The Search API accepts two parameters max_id and since_id which serve as upper and lower bounds of the unique IDs of the tweets.  Below the code I’ve used: 

					    
tweets = []   # list where to store data
tweets_per_request = 100
max_tweets_to_be_fetched = 10000   # number of tweets you want fetch (optional)

search_query = "geocode:45.533471,-73.552805,12mi"

max_id = None
since_id = None
count_tweets = 0

while count_tweets < max_tweets_to_be_fetched:    # we continue our calls till we get the number of tweets desired
	try:
		if max_id:   # for the first page of result received (max_id = 0)
			if not since_id:
				tweets_fetched = api.search(q=search_query, count=tweets_per_request)
			else:
				tweets_fetched = api.search(q=search_query, count=tweets_per_request, since_id=since_id)
		else:           # for the following pages max_id = some number
			if not since_id:
				tweets_fetched = api.search(q=search_query, count=tweets_per_request, max_id=max_id)
			else:
				tweets_fetched = api.search(q=search_query, count=tweets_per_request, max_id=max_id, since_id=since_id)

		if not tweets_fetched:
			print("No more tweets found")
			break

		for tweet in tweets_fetched["statuses"]:
			tweets.append(tweet)

		count_tweets += len(tweets_fetched['statuses'])

		sys.stdout.write('\r Number of downloaded Tweets: {0} '.format(count_tweets))

		# get the max_id
		max_id = tweets_fetched['search_metadata']["max_id_str"]

	except Exception as e:
		# Just exit if any error
		print("some error : " + str(e))
		break

# writing tweets to json file
with open('twitter_data_set.json', 'w') as file:
	json.dump(tweets, file)
					    
					

The above code will write the data in JSON file twitter_data_set.json, it uses the AppAuth method and it can fetch 45K of tweets/15 min.
As you can see, I’ve used the max_id to fetch the next page of a result set. Also, the above code does not stop until it fetches the number results we want.
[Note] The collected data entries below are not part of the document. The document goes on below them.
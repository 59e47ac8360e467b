//! Purpose: Define the stable public Rust API boundary for cplrun.
//! Exports: Loading, recipe lookup, execution, and result types needed by the CLI and hosts.
//! Role: Public, additive-only surface; hides raw CPL pointers and the worker protocol.
//! Invariants: Nothing exported here hands out a raw runtime pointer.
//! Invariants: Execution results are plain owned data once `collect` returns.

pub use crate::core::cpl::{CplSymbols, DynamicModule, SymbolSource};
pub use crate::core::envelope::{Envelope, ErrorRecord, ProducedFrame};
#[doc(hidden)]
pub use crate::core::error::to_exit_code;
pub use crate::core::error::{Error, ErrorClass, ErrorKind};
pub use crate::core::frames::{Frame, FrameConfig, FrameGroup, TagCount};
pub use crate::core::harness::{
    Diagnostics, ExecState, LogLevel, MemoryDump, PreparedRun, RunRequest, RunningExecution,
    read_envelope,
};
pub use crate::core::library::{LibraryHandle, LibraryRegistry};
pub use crate::core::log::{LogEntry, forward_log, parse_log, read_log};
pub use crate::core::params::{
    ParamConstraint, ParamModes, ParamType, ParamValue, ParameterDescriptor,
};
pub use crate::core::recipe::{Recipe, RecipeSummary, find_plugin, list_plugins};
pub use crate::core::version::{
    CplVersion, SUPPORTED_VERSIONS, Support, TYPE_TAG_BOUNDARY, TypeTags, VERSION_FLOOR, classify,
};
You can find the full code in my Git repository, you need to put your own consumer_key and a consumer_secret in the config.ini file.

Summary

In this blog post, I’ve explained how you can interact with Twitter REST Search API using Twython, I've also highlighted some of its limitations and how you can optimally maximize your extraction rate by using the AppAuthHandler. We have now extracted our dataset, in the next blog posts, I’ll cover the data processing setp.